Sociólogo português Boaventura de Sousa Santos (Foto:Internet) |
"As esquerdas partidárias deixaram de viver onde vivem os seus eleitores, deixaram de conviver e de conversar com eles, exceto quando os visitam para lhes pedir o voto. Quem hoje convive e conversa com os grupos sociais mais excluídos são muitas vezes as igrejas evangélicas neopentecostais quando não é o crime organizado”, diz o sociólogo Boaventura de Sousa Santos.

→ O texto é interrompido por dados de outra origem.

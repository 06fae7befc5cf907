use async_trait::async_trait;

use super::assets_model::{Asset, NewAsset};
use crate::errors::Result;

/// Trait defining the contract for Asset repository operations.
#[async_trait]
pub trait AssetRepositoryTrait: Send + Sync {
    async fn create(&self, new_asset: NewAsset) -> Result<Asset>;
    fn get_by_id(&self, asset_id: &str) -> Result<Asset>;
    fn list(&self) -> Result<Vec<Asset>>;
    async fn delete(&self, asset_id: &str) -> Result<()>;
}

/// Trait defining the contract for Asset service operations.
#[async_trait]
pub trait AssetServiceTrait: Send + Sync {
    fn get_assets(&self) -> Result<Vec<Asset>>;
    fn get_asset_by_id(&self, asset_id: &str) -> Result<Asset>;
    async fn create_asset(&self, new_asset: NewAsset) -> Result<Asset>;
    /// Ensures a cash asset exists for the currency. Idempotent.
    async fn ensure_cash_asset(&self, currency: &str) -> Result<Asset>;
    async fn delete_asset(&self, asset_id: &str) -> Result<()>;
}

Por Boaventura de Sousa Santos - sociólogo português
10 de fevereiro de 2022, 11:02 h Atualizado em 10 de fevereiro de 2022, 11:13
Reproduzido a partir do site Brasil 247
As eleições gerais do passado dia 30 de janeiro em Portugal tiveram
resultados surpreendentes. O Partido Socialista (PS) ganhou as eleições com
maioria absoluta. Portugal será, a partir de agora, o único país europeu
com um governo de maioria absoluta de um só partido de esquerda. Os
dois partidos à esquerda do PS tiveram os piores resultados de sempre. O
Partido Comunista (PCP), que tinha doze deputados no parlamento, passa a ter
metade; e o Bloco de Esquerda (BE), que tinha 19 deputados, passa a ter
cinco. O BE passa de terceira força política para quinta e o PCP, de
quarta para sexta. As posições destes partidos passaram a ser ocupadas por
forças de ultradireita, uma de inspiração fascista (Chega), agora terceira
força política, da família da extrema-direita europeia e mundial; e outra
de recorte hiper-neoliberal, darwinismo social puro e duro, ou seja, a
sobrevivência do mais forte (Iniciativa Liberal), agora quarta força
política. Os resultados eleitorais mostram que a esquerda à esquerda do PS
perdeu a oportunidade histórica que granjeou depois de 2015 ao construir uma
solução de governo de esquerda que ficou conhecida por geringonça (PS,
BE, PCP), uma solução que travou a austeridade imposta pela solução
neoliberal da crise financeira de 2008 e lançou o país numa recuperação econômica
e social modesta mas consistente. Esta solução começou a precarizar-se em 2020
e colapsou em finais de 2021 com a rejeição do orçamento apresentado pelo
governo. Foi isso que levou às eleições antecipadas de 30 de janeiro. A vitória
esmagadora do PS depois de seis anos de governação e dois anos de pandemia é memorável
e merece reflexão. Neste texto, proponho-me refletir sobre o outro fato
importante destas eleições: a queda abrupta dos dois partidos de esquerda à
esquerda do PS. Não pretendo aqui analisar a queda em si mesma; pretendo antes
mostrar o abismo que nela se manifesta entre a esquerda que o BE e o PCP
representam e a esquerda que, em meu entender, tem condições para
prosperar nas próximas décadas. A diferença entre o que existe e o que proponho
é tal que estamos perante a necessidade
de reinventar as esquerdas. Por agora não me refiro ao conteúdo
programático. Refiro-me sobretudo às formas
de organização. Apresento a minha proposta em dez teses.
1. Não há cidadãos despolitizados; há cidadãos
inseguros que não se sentem mobilizados pelas formas dominantes de politização,
sejam elas partidos ou movimentos da sociedade civil organizada.
A esmagadora maioria dos cidadãos não está filiada em partidos, não
participa em movimentos sociais nem sai à rua para se manifestar, mas uma boa
parte dela sente-se excluída, abandonada e sem esperança que a democracia
realize as suas expectativas. A pandemia veio agravar a insegurança existencial.
As forças de extrema-direita foram as primeiras a identificar aí a sua
oportunidade para prosperarem. São exímios empreendedores do medo e da
raiva.
Depois de séculos de colonialismo (racismo, xenofobia, roubo de terra e
de recursos naturais) e de hétero-patriarcado (sexismo, violência de gênero,
feminicídio, homofobia, transfobia) e de mais de quarenta anos de
capitalismo neoliberal (concentração escandalosa da riqueza,
sobreexploração do trabalho, erosão dos direitos sociais e econômicos e destruição
da natureza), as revoltas ou explosões sociais, quando ocorrem, tendem a
colher de surpresa os partidos e as organizações da sociedade civil
(associações e movimentos sociais). São muitas vezes movimentos
espontâneos, presenças coletivas nas praças públicas.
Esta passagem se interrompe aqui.